Organic chemistry — section overview
Organic chemistry is the study of carbon-containing compounds. Section C7 covers hydrocarbons (alkanes and alkenes), alcohols, carboxylic acids, esters, and polymer chemistry.
Hydrocarbons
Alkanes: CₙH₂ₙ₊₂ (saturated — all single bonds)
- Methane CH₄, Ethane C₂H₆, Propane C₃H₈, Butane C₄H₁₀
Alkenes: CₙH₂ₙ (unsaturated — at least one C=C double bond)
- Ethene C₂H₄, Propene C₃H₆
Test for alkenes: add bromine water; decolourises (turns from orange-brown to colourless) as bromine adds across the C=C bond.

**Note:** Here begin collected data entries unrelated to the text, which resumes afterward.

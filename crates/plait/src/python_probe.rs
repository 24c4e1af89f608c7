//! Discovery of an interpreter's default module search path.
//!
//! The interpreter is run once, in isolated mode, with a one-line program
//! that prints every `sys.path` entry on its own line.

use std::{
    path::{Path, PathBuf},
    process::Command,
};

use anyhow::Result;
use log::debug;

use crate::error::BundleError;

/// Program passed to `python -E -c`.
pub const PROBE_PROGRAM: &str = "import sys\nfor path in sys.path: print(path)";

/// Source of interpreter-reported search roots.
pub trait SysPathProbe: std::fmt::Debug {
    fn probe(&self) -> Result<Vec<PathBuf>>;
}

/// Probe that asks nothing and reports no paths.
#[derive(Debug, Clone, Copy, Default)]
pub struct NoProbe;

impl SysPathProbe for NoProbe {
    fn probe(&self) -> Result<Vec<PathBuf>> {
        Ok(Vec::new())
    }
}

/// Probe that runs a real interpreter binary as a child process.
#[derive(Debug, Clone)]
pub struct InterpreterProbe {
    binary: PathBuf,
}

impl InterpreterProbe {
    pub fn new(binary: impl Into<PathBuf>) -> Self {
        Self {
            binary: binary.into(),
        }
    }

    fn failure(&self, reason: impl Into<String>) -> BundleError {
        BundleError::ProbeFailure {
            binary: self.binary.clone(),
            reason: reason.into(),
        }
    }
}

impl SysPathProbe for InterpreterProbe {
    fn probe(&self) -> Result<Vec<PathBuf>> {
        debug!("Probing sys.path with {}", self.binary.display());
        let output = Command::new(&self.binary)
            .args(["-E", "-c", PROBE_PROGRAM])
            .output()
            .map_err(|err| self.failure(err.to_string()))?;

        if !output.status.success() {
            let stderr = String::from_utf8_lossy(&output.stderr);
            return Err(self
                .failure(format!("exited with {}: {}", output.status, stderr.trim()))
                .into());
        }

        let stdout = String::from_utf8(output.stdout)
            .map_err(|err| self.failure(format!("output is not valid UTF-8: {err}")))?;
        let paths = parse_probe_output(&stdout);
        debug!("Interpreter reported {} search paths", paths.len());
        Ok(paths)
    }
}

/// Build the probe for an optional interpreter binary.
pub fn probe_for(binary: Option<&Path>) -> Box<dyn SysPathProbe> {
    match binary {
        Some(binary) => Box::new(InterpreterProbe::new(binary)),
        None => Box::new(NoProbe),
    }
}

/// One path per line; surrounding whitespace is trimmed and blank lines
/// are dropped.
pub fn parse_probe_output(stdout: &str) -> Vec<PathBuf> {
    stdout
        .lines()
        .map(str::trim)
        .filter(|line| !line.is_empty())
        .map(PathBuf::from)
        .collect()
}
//! Locations of user-level configuration.

use std::path::PathBuf;

use etcetera::{BaseStrategy, choose_base_strategy};

/// Name of the configuration file, both per user and per project.
pub const CONFIG_FILE_NAME: &str = "plait.toml";

/// `~/.config/plait` on Linux and macOS, `%APPDATA%\plait` on Windows.
pub fn user_config_dir() -> Option<PathBuf> {
    choose_base_strategy()
        .ok()
        .map(|strategy| strategy.config_dir().join("plait"))
}

/// The user configuration file, if a home directory can be determined.
pub fn user_config_file() -> Option<PathBuf> {
    user_config_dir().map(|dir| dir.join(CONFIG_FILE_NAME))
}
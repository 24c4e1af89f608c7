//! Import discovery visitor that finds all imports in a Python module,
//! including those nested within functions, classes, conditionals and
//! `try` blocks.

use std::path::Path;

use anyhow::Result;
use log::{trace, warn};
use ruff_python_ast::{
    Expr, Stmt, StmtImport, StmtImportFrom,
    visitor::{Visitor, walk_stmt},
};

use crate::{
    error::BundleError,
    types::{ImportReference, import_path},
};

/// Visitor that collects one [`ImportReference`] per `import` alias or
/// `from ... import` statement, in document order.
#[derive(Debug, Default)]
pub struct ImportDiscoveryVisitor {
    imports: Vec<ImportReference>,
}

impl ImportDiscoveryVisitor {
    pub fn new() -> Self {
        Self::default()
    }

    /// Get all discovered imports
    pub fn into_imports(self) -> Vec<ImportReference> {
        self.imports
    }

    fn record_import(&mut self, import: &StmtImport) {
        for alias in &import.names {
            let path = import_path(0, Some(alias.name.as_str()));
            trace!("Discovered import {path}");
            self.imports.push(ImportReference::new(path, Vec::new()));
        }
    }

    fn record_import_from(&mut self, import_from: &StmtImportFrom) {
        let module = import_from.module.as_ref().map(|m| m.as_str());
        let path = import_path(import_from.level as usize, module);

        let mut items = Vec::with_capacity(import_from.names.len());
        for alias in &import_from.names {
            let name = alias.name.as_str();
            if name == "*" {
                trace!("Star import from {path} contributes no item probes");
                continue;
            }
            items.push(name.to_owned());
        }

        if path.is_empty() {
            warn!("Skipping from-import with neither module nor level");
            return;
        }

        trace!("Discovered from-import {path} {items:?}");
        self.imports.push(ImportReference::new(path, items));
    }
}

impl<'a> Visitor<'a> for ImportDiscoveryVisitor {
    fn visit_stmt(&mut self, stmt: &'a Stmt) {
        match stmt {
            Stmt::Import(import) => self.record_import(import),
            Stmt::ImportFrom(import_from) => self.record_import_from(import_from),
            _ => walk_stmt(self, stmt),
        }
    }

    // Expressions cannot contain statements, so there is nothing to find there.
    fn visit_expr(&mut self, _expr: &'a Expr) {}
}

/// Parse `source` and return its import references in document order.
///
/// `path` is only used to locate parse errors.
pub fn extract_imports(source: &str, path: &Path) -> Result<Vec<ImportReference>> {
    let parsed = ruff_python_parser::parse_module(source).map_err(|err| {
        BundleError::parse_at(
            path.to_path_buf(),
            source,
            err.location.start().to_usize(),
            err.error.to_string(),
        )
    })?;

    let mut visitor = ImportDiscoveryVisitor::new();
    visitor.visit_body(&parsed.syntax().body);
    Ok(visitor.into_imports())
}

Combustion of hydrocarbons
- Complete combustion (excess O₂): hydrocarbon + O₂ → CO₂ + H₂O
- Incomplete combustion (limited O₂): produces CO (toxic) and carbon (soot)
Crude oil and fractional distillation
Crude oil is a mixture of hydrocarbons separated by fractional distillation. Smaller molecules (shorter chains): lower boiling point, more flammable, less viscous, more volatile.
Cracking: breaking down long-chain alkanes into shorter, more useful alkanes + alkenes (using high temperature and catalyst/steam).
Alcohols
General formula: CₙH₂ₙ₊₁OH. Example: ethanol (C₂H₅OH).
- Combustion: C₂H₅OH + 3O₂ → 2CO₂ + 3H₂O
- Fermentation: glucose + yeast → ethanol + CO₂ (at ~25–35°C, anaerobic)
- Reaction with carboxylic acids → ester + water (condensation/esterification)
Carboxylic acids
General formula: CₙH₂ₙ₊₁COOH. Example: ethanoic acid (CH₃COOH — vinegar). Weak acids; react with metals, carbonates and alcohols.
Esters
Formed when alcohol + carboxylic acid react (with acid catalyst). Used as perfumes and food flavourings. Example: ethanol + ethanoic acid → ethyl ethanoate + water.
Addition and condensation polymerisation
Addition polymerisation: many alkene monomers join together — C=C bonds open up. n(CH₂=CH₂) → (−CH₂−CH₂−)ₙ (poly(ethene))
Condensation polymerisation (HT): monomers with two functional groups join, releasing small molecules (H₂O or HCl).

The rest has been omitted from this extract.